**TASK DETAILS**
Go through the data below. List every line that holds the word "until".

[Collected data entries]
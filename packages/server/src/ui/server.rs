//! Server execution logic.

use std::sync::Arc;

use axum::{
    Router,
    routing::{get, post},
};
use tower_http::trace::TraceLayer;

use super::{
    handler::{create_party, get_party, health_check, websocket_handler},
    signal::shutdown_signal,
    state::AppState,
};

/// Party synchronization gateway server
///
/// Wraps the shared [`AppState`] and exposes the HTTP and WebSocket
/// routes on a single listener.
///
/// # Example
///
/// ```ignore
/// let server = Server::new(state);
/// server.run("127.0.0.1".to_string(), 8080).await?;
/// ```
pub struct Server {
    state: Arc<AppState>,
}

impl Server {
    pub fn new(state: Arc<AppState>) -> Self {
        Self { state }
    }

    fn router(&self) -> Router {
        Router::new()
            // WebSocket endpoint
            .route("/ws", get(websocket_handler))
            // HTTP endpoints
            .route("/party", post(create_party))
            .route("/party/{party_id}", get(get_party))
            .route("/api/health", get(health_check))
            .layer(TraceLayer::new_for_http())
            .with_state(self.state.clone())
    }

    /// Serve on an already-bound listener until shutdown is signalled.
    ///
    /// Split out from [`Server::run`] so tests can bind an ephemeral
    /// port themselves.
    pub async fn serve(
        self,
        listener: tokio::net::TcpListener,
    ) -> Result<(), Box<dyn std::error::Error + Send + Sync>> {
        let app = self.router();

        tracing::info!("gateway listening on {}", listener.local_addr()?);
        axum::serve(listener, app)
            .with_graceful_shutdown(shutdown_signal())
            .await?;

        tracing::info!("Server shutdown complete");
        Ok(())
    }

    /// Bind to the given host and port and run until shutdown.
    ///
    /// # Errors
    ///
    /// Returns an error if the server fails to bind to the specified
    /// address or if there's an error during server execution.
    pub async fn run(
        self,
        host: String,
        port: u16,
    ) -> Result<(), Box<dyn std::error::Error + Send + Sync>> {
        let bind_addr = format!("{}:{}", host, port);
        let listener = tokio::net::TcpListener::bind(&bind_addr).await?;

        tracing::info!("Connect to: ws://{}/ws", bind_addr);
        tracing::info!("Press Ctrl+C to shutdown gracefully");

        self.serve(listener).await
    }
}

**RESPONSE TO THE TASK**
    /// Serve on an already-bound listener until shutdown is signalled.
    /// Bind to the given host and port and run until shutdown.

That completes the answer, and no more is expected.